Domingo V de Cuaresma (C)

Amados hermanos:

Tenemos dos posibles maneras de dirigir nuestra mirada interior sobre los acontecimientos, las cosas o nosotros mismos: fijarnos en los recuerdos -el pasado-, o mirar las posibilidades -el futuro-; o dicho de otra manera: mirar hacia atrás o hacia delante. En el primer supuesto, nos oprime el desencanto, la nostalgia de un pasado que no volverá; sensación de pérdida y, a veces, incluso de remordimiento. Pensar y vivir en el pasado, de los recuerdos, configura un carácter pesimista y de frustración, porque lo pasado, por hermoso que haya sido, jamás volverá.

Si, por el contrario, optamos por mirar al futuro cultivando el entusiasmo creador, y los ideales anhelados; creyendo en las oportunidades siempre nuevas; viviendo de fe y de esperanza depositadas en nosotros mismos, en los demás y, muy particularmente, en nuestro Dios, mantenemos el espíritu abierto y la motivación capaz de levantar los ánimos para superar obstáculos y emprender notables proyectos. En conclusión, se trata de dos maneras de pensar y de vivir que conforman dos clases de personas: los pesimistas, que se engañan siempre porque la nostalgia nunca es causa de actividad constructiva y los optimistas, que tienen finalmente razón, porque confían en la vida.

Las personas clarividentes siempre han sido optimistas; como el profeta Isaías cuando, en el exilio, ayudó al pueblo a dejar de pensar en las maravillas que Dios había hecho por sus antepasados en la salida de Egipto y el paso por el desierto. Les decía: No recordéis lo de antaño, no penséis en lo antiguo; mirad que realizo algo nuevo; ya está brotando, ¿no lo notáis? Con ello quiere decir que, lo que Dios tiene reservado para el pueblo es inmenso, incomparablemente mejor que lo que hizo por ellos hasta entonces.

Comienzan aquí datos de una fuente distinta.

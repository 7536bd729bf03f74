//! Shared helpers: a scripted in-memory transport and packet fixtures.

#![allow(dead_code)]

use std::sync::atomic::{AtomicBool, Ordering};
use std::sync::{Arc, Mutex};
use std::time::Duration;

use bytes::{BufMut, Bytes, BytesMut};
use tokio::sync::mpsc;
use url::Url;

use dhan_feed::config::{FeedConfig, FeedConfigBuilder};
use dhan_feed::types::enums::FeedProtocol;
use dhan_feed::types::instrument::InstrumentSpec;
use dhan_feed::ws::transport::{Connector, FeedTransport, Frame};
use dhan_feed::{DhanError, Result};

pub const CLIENT_ID: &str = "1000000001";
pub const ACCESS_TOKEN: &str = "test-access-token";

pub fn init_tracing() {
    let _ = tracing_subscriber::fmt()
        .with_env_filter(tracing_subscriber::EnvFilter::from_default_env())
        .with_test_writer()
        .try_init();
}

pub fn config(protocol: FeedProtocol, instruments: Vec<InstrumentSpec>) -> FeedConfig {
    FeedConfigBuilder::new(CLIENT_ID, ACCESS_TOKEN)
        .protocol(protocol)
        .instruments(instruments)
        .build()
}

// ===================================================================
// Mock transport
// ===================================================================

#[derive(Default)]
struct Shared {
    sent: Mutex<Vec<Frame>>,
    urls: Mutex<Vec<String>>,
    fail_sends: AtomicBool,
    closed: AtomicBool,
}

/// Server side of a mock connection: scripts inbound frames and records
/// what the client sent.
pub struct MockServer {
    shared: Arc<Shared>,
    inbound: Option<mpsc::UnboundedSender<Result<Frame>>>,
}

pub struct MockConnector {
    shared: Arc<Shared>,
    inbound: Mutex<Option<mpsc::UnboundedReceiver<Result<Frame>>>>,
    delay: Option<Duration>,
}

pub struct MockTransport {
    shared: Arc<Shared>,
    inbound: mpsc::UnboundedReceiver<Result<Frame>>,
}

/// A connector whose single connection is driven by the returned server.
pub fn mock() -> (MockConnector, MockServer) {
    mock_with_delay(None)
}

/// Like [`mock`], but `connect` sleeps for `delay` first.
pub fn mock_with_delay(delay: Option<Duration>) -> (MockConnector, MockServer) {
    let shared = Arc::new(Shared::default());
    let (tx, rx) = mpsc::unbounded_channel();
    (
        MockConnector {
            shared: Arc::clone(&shared),
            inbound: Mutex::new(Some(rx)),
            delay,
        },
        MockServer {
            shared,
            inbound: Some(tx),
        },
    )
}

impl Connector for MockConnector {
    type Transport = MockTransport;

    async fn connect(&self, url: &Url) -> Result<MockTransport> {
        if let Some(delay) = self.delay {
            tokio::time::sleep(delay).await;
        }
        self.shared.urls.lock().unwrap().push(url.to_string());
        let inbound = self
            .inbound
            .lock()
            .unwrap()
            .take()
            .ok_or(DhanError::ConnectionClosed)?;
        Ok(MockTransport {
            shared: Arc::clone(&self.shared),
            inbound,
        })
    }
}

impl FeedTransport for MockTransport {
    async fn send(&mut self, frame: Frame) -> Result<()> {
        if self.shared.fail_sends.load(Ordering::SeqCst) {
            return Err(DhanError::ConnectionClosed);
        }
        self.shared.sent.lock().unwrap().push(frame);
        Ok(())
    }

    async fn recv(&mut self) -> Option<Result<Frame>> {
        self.inbound.recv().await
    }

    async fn close(&mut self) -> Result<()> {
        self.shared.closed.store(true, Ordering::SeqCst);
        Ok(())
    }
}

impl MockServer {
    pub fn push(&self, frame: Frame) {
        if let Some(tx) = &self.inbound {
            let _ = tx.send(Ok(frame));
        }
    }

    pub fn push_binary(&self, data: Bytes) {
        self.push(Frame::Binary(data));
    }

    pub fn push_error(&self, err: DhanError) {
        if let Some(tx) = &self.inbound {
            let _ = tx.send(Err(err));
        }
    }

    /// End the inbound stream, as a dropped socket would.
    pub fn hang_up(&mut self) {
        self.inbound = None;
    }

    pub fn fail_sends(&self, fail: bool) {
        self.shared.fail_sends.store(fail, Ordering::SeqCst);
    }

    pub fn sent(&self) -> Vec<Frame> {
        self.shared.sent.lock().unwrap().clone()
    }

    pub fn sent_json(&self) -> Vec<serde_json::Value> {
        self.sent()
            .into_iter()
            .filter_map(|f| match f {
                Frame::Text(text) => Some(serde_json::from_str(&text).expect("sent text is JSON")),
                _ => None,
            })
            .collect()
    }

    pub fn sent_binary(&self) -> Vec<Bytes> {
        self.sent()
            .into_iter()
            .filter_map(|f| match f {
                Frame::Binary(data) => Some(data),
                _ => None,
            })
            .collect()
    }

    pub fn urls(&self) -> Vec<String> {
        self.shared.urls.lock().unwrap().clone()
    }

    pub fn is_closed(&self) -> bool {
        self.shared.closed.load(Ordering::SeqCst)
    }
}

// ===================================================================
// Standard feed fixtures
// ===================================================================

fn header(code: u8, len: usize, segment: u8, security_id: u32) -> BytesMut {
    let mut buf = BytesMut::with_capacity(len);
    buf.put_u8(code);
    buf.put_u16_le(len as u16);
    buf.put_u8(segment);
    buf.put_u32_le(security_id);
    buf
}

/// `(bid_qty, ask_qty, bid_orders, ask_orders, bid_price, ask_price)`.
pub type Level = (u32, u32, u16, u16, f32, f32);

fn put_levels(buf: &mut BytesMut, levels: &[Level; 5]) {
    for &(bid_qty, ask_qty, bid_orders, ask_orders, bid_price, ask_price) in levels {
        buf.put_u32_le(bid_qty);
        buf.put_u32_le(ask_qty);
        buf.put_u16_le(bid_orders);
        buf.put_u16_le(ask_orders);
        buf.put_f32_le(bid_price);
        buf.put_f32_le(ask_price);
    }
}

pub fn sample_levels() -> [Level; 5] {
    [
        (100, 200, 3, 4, 1500.0, 1500.5),
        (110, 210, 5, 6, 1499.5, 1501.0),
        (120, 220, 7, 8, 1499.0, 1501.5),
        (130, 230, 9, 10, 1498.5, 1502.0),
        (140, 240, 11, 12, 1498.0, 1502.5),
    ]
}

pub fn ticker_packet(segment: u8, security_id: u32, ltp: f32, ltt: u32) -> Bytes {
    let mut buf = header(2, 16, segment, security_id);
    buf.put_f32_le(ltp);
    buf.put_u32_le(ltt);
    buf.freeze()
}

pub fn market_depth_packet(segment: u8, security_id: u32, ltp: f32, levels: &[Level; 5]) -> Bytes {
    let mut buf = header(3, 112, segment, security_id);
    buf.put_f32_le(ltp);
    put_levels(&mut buf, levels);
    buf.freeze()
}

pub fn quote_packet(segment: u8, security_id: u32) -> Bytes {
    let mut buf = header(4, 50, segment, security_id);
    buf.put_f32_le(1500.5); // ltp
    buf.put_u16_le(25); // ltq
    buf.put_u32_le(1_700_000_000); // ltt
    buf.put_f32_le(1498.25); // avg price
    buf.put_u32_le(1_000_000); // volume
    buf.put_u32_le(40_000); // total sell
    buf.put_u32_le(60_000); // total buy
    buf.put_f32_le(1490.0); // open
    buf.put_f32_le(1485.0); // close
    buf.put_f32_le(1510.0); // high
    buf.put_f32_le(1480.0); // low
    buf.freeze()
}

pub fn oi_packet(segment: u8, security_id: u32, oi: u32) -> Bytes {
    let mut buf = header(5, 12, segment, security_id);
    buf.put_u32_le(oi);
    buf.freeze()
}

pub fn prev_close_packet(segment: u8, security_id: u32, prev_close: f32, prev_oi: u32) -> Bytes {
    let mut buf = header(6, 16, segment, security_id);
    buf.put_f32_le(prev_close);
    buf.put_u32_le(prev_oi);
    buf.freeze()
}

pub fn status_packet() -> Bytes {
    header(7, 8, 0, 0).freeze()
}

pub fn full_packet(segment: u8, security_id: u32, levels: &[Level; 5]) -> Bytes {
    let mut buf = header(8, 162, segment, security_id);
    buf.put_f32_le(245.75); // ltp
    buf.put_u16_le(50); // ltq
    buf.put_u32_le(1_700_000_000); // ltt
    buf.put_f32_le(244.5); // avg price
    buf.put_u32_le(750_000); // volume
    buf.put_u32_le(12_000); // total sell
    buf.put_u32_le(15_000); // total buy
    buf.put_u32_le(90_000); // oi
    buf.put_u32_le(95_000); // oi day high
    buf.put_u32_le(85_000); // oi day low
    buf.put_f32_le(240.0); // open
    buf.put_f32_le(238.0); // close
    buf.put_f32_le(250.0); // high
    buf.put_f32_le(236.5); // low
    put_levels(&mut buf, levels);
    buf.freeze()
}

pub fn disconnect_packet(reason: u16) -> Bytes {
    let mut buf = header(50, 10, 1, 0);
    buf.put_u16_le(reason);
    buf.freeze()
}

// ===================================================================
// Full-depth fixtures
// ===================================================================

/// One full-depth message: 12-byte header + `(price, quantity, orders)` rows.
pub fn depth_message(code: u8, segment: u8, security_id: u32, rows: &[(f64, u32, u32)]) -> BytesMut {
    let len = 12 + rows.len() * 16;
    let mut buf = BytesMut::with_capacity(len);
    buf.put_i16_le(len as i16);
    buf.put_u8(code);
    buf.put_u8(segment);
    buf.put_i32_le(security_id as i32);
    buf.put_u32_le(rows.len() as u32);
    for &(price, quantity, orders) in rows {
        buf.put_f64_le(price);
        buf.put_u32_le(quantity);
        buf.put_u32_le(orders);
    }
    buf
}

pub fn depth_disconnect(reason: u16) -> BytesMut {
    let mut buf = BytesMut::with_capacity(14);
    buf.put_i16_le(14);
    buf.put_u8(50);
    buf.put_u8(1);
    buf.put_i32_le(0);
    buf.put_u32_le(0);
    buf.put_u16_le(reason);
    buf
}

/// Concatenate messages into one WebSocket frame.
pub fn frame_of(messages: &[BytesMut]) -> Bytes {
    let mut buf = BytesMut::new();
    for m in messages {
        buf.extend_from_slice(m);
    }
    buf.freeze()
}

La visión de futuro del profeta Isaías incluye la promesa del Masías, que será capaz de saciar todas las esperanzas del pueblo y de transformar completamente el corazón del hombre.

San Pablo, en la carta a los filipenses, considera como pérdida y estima como basura las ventajas que tuvo en el pasado, cuando era un judío fervoroso, comparado con el valor que tiene haber conocido a Cristo, el Señor. Ahora que ha ganado a Cristo y se siente incorporado a él y a su proyecto, se considera interiormente justo, con aquella justicia que Dios da a los creyentes, por haber creído en Cristo. Ahora tiene el camino abierto ante si, y vive lleno de ilusión para obtener aquella plenitud que busca; y corre con la esperanza de ganar el premio que considera ya seguro, porque Cristo Jesús lo obtuvo para él. Su esperanza es total y, con ella, se lanza hacia lo que está por delante. Aquella encendida disposición llena a Pablo de una vida generosa, fecunda y feliz.

El pasaje del Evangelio de Juan nos describe el encuentro emocionante de la miseria humana con la misericordia divina. Los escribas y fariseos que le traen a la mujer adúltera, se fijan en el pasado de ella y quieren que se le aplique la ley, apedreándola. Jesús no quiere entrar en su juego, porque ninguno de ellos puede pronunciar el juicio justo. Ellos no son aptos para juzgar porque también tienen un pasado pecador. Habría que empezar por juzgarles a ellos.
Es Jesús quien ejercerá el juicio a la manera del Padre: no condenando, sino salvando. Dios no condena porque mira al futuro, al proyecto que tiene amorosamente establecido para cada persona.